Go through the records and copy each line where the word "consert" occurs.

--------------------------------------------------

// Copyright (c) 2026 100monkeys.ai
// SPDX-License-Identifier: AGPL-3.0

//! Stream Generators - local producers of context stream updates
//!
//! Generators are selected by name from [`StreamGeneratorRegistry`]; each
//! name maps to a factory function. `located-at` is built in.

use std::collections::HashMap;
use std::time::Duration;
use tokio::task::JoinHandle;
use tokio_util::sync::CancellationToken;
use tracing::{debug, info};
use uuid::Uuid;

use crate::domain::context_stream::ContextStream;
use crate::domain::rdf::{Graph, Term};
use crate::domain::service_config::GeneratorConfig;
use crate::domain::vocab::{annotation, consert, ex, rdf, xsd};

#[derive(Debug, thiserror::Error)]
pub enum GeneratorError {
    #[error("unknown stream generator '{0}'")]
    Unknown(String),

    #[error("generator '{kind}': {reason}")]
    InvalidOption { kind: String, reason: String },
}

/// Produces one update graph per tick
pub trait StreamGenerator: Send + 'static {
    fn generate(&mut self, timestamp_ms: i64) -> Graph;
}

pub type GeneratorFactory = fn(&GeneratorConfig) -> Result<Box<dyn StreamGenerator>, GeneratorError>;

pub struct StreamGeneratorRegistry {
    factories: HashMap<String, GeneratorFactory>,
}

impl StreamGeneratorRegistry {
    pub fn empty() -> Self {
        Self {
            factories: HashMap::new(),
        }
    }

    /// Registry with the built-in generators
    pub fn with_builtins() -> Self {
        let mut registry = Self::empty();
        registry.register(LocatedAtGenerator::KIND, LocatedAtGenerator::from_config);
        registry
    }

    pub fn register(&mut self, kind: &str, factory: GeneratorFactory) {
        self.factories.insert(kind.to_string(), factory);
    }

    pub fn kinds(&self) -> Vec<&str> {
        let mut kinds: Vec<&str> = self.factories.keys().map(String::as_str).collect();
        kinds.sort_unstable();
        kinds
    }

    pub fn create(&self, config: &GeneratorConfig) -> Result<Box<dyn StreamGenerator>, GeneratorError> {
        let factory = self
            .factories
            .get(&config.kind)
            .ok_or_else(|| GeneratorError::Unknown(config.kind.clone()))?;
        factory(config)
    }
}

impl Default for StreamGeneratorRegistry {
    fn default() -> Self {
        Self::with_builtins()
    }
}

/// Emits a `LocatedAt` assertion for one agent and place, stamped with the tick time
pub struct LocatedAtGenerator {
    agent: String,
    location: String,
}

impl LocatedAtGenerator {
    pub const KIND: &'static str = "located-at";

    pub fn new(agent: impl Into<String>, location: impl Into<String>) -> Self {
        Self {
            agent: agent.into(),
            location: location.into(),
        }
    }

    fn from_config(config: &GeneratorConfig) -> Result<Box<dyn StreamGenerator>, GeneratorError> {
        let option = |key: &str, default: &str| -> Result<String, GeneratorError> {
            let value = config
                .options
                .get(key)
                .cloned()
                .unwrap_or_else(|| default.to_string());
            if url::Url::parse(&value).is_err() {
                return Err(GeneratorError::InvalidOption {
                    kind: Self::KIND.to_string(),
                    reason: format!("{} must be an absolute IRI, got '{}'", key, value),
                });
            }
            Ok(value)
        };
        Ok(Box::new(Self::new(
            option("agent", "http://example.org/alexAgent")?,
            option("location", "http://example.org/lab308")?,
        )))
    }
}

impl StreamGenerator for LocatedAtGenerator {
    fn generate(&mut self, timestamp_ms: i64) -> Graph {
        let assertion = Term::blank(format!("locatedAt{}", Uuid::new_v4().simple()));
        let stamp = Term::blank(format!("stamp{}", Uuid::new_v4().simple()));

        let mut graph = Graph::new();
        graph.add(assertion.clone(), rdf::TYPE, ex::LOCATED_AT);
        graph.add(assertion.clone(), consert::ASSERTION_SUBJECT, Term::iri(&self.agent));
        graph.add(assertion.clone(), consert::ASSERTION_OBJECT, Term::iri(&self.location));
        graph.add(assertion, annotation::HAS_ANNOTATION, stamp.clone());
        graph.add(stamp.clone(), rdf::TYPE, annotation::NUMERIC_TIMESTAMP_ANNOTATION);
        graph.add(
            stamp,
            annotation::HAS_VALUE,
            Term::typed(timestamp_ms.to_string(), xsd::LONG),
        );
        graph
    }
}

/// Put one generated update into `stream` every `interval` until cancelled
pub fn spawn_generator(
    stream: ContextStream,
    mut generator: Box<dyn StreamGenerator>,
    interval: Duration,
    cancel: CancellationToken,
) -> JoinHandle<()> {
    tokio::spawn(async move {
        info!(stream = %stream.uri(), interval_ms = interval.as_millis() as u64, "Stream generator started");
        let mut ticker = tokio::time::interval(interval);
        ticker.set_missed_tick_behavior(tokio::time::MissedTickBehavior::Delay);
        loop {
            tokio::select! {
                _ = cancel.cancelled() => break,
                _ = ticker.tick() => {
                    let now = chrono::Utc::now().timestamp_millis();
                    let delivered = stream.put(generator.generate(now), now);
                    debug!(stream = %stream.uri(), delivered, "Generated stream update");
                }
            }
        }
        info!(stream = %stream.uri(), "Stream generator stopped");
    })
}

--------------------------------------------------

* **Response to this exercise**
use crate::domain::vocab::{annotation, consert, ex, rdf, xsd};
        graph.add(assertion.clone(), consert::ASSERTION_SUBJECT, Term::iri(&self.agent));
        graph.add(assertion.clone(), consert::ASSERTION_OBJECT, Term::iri(&self.location));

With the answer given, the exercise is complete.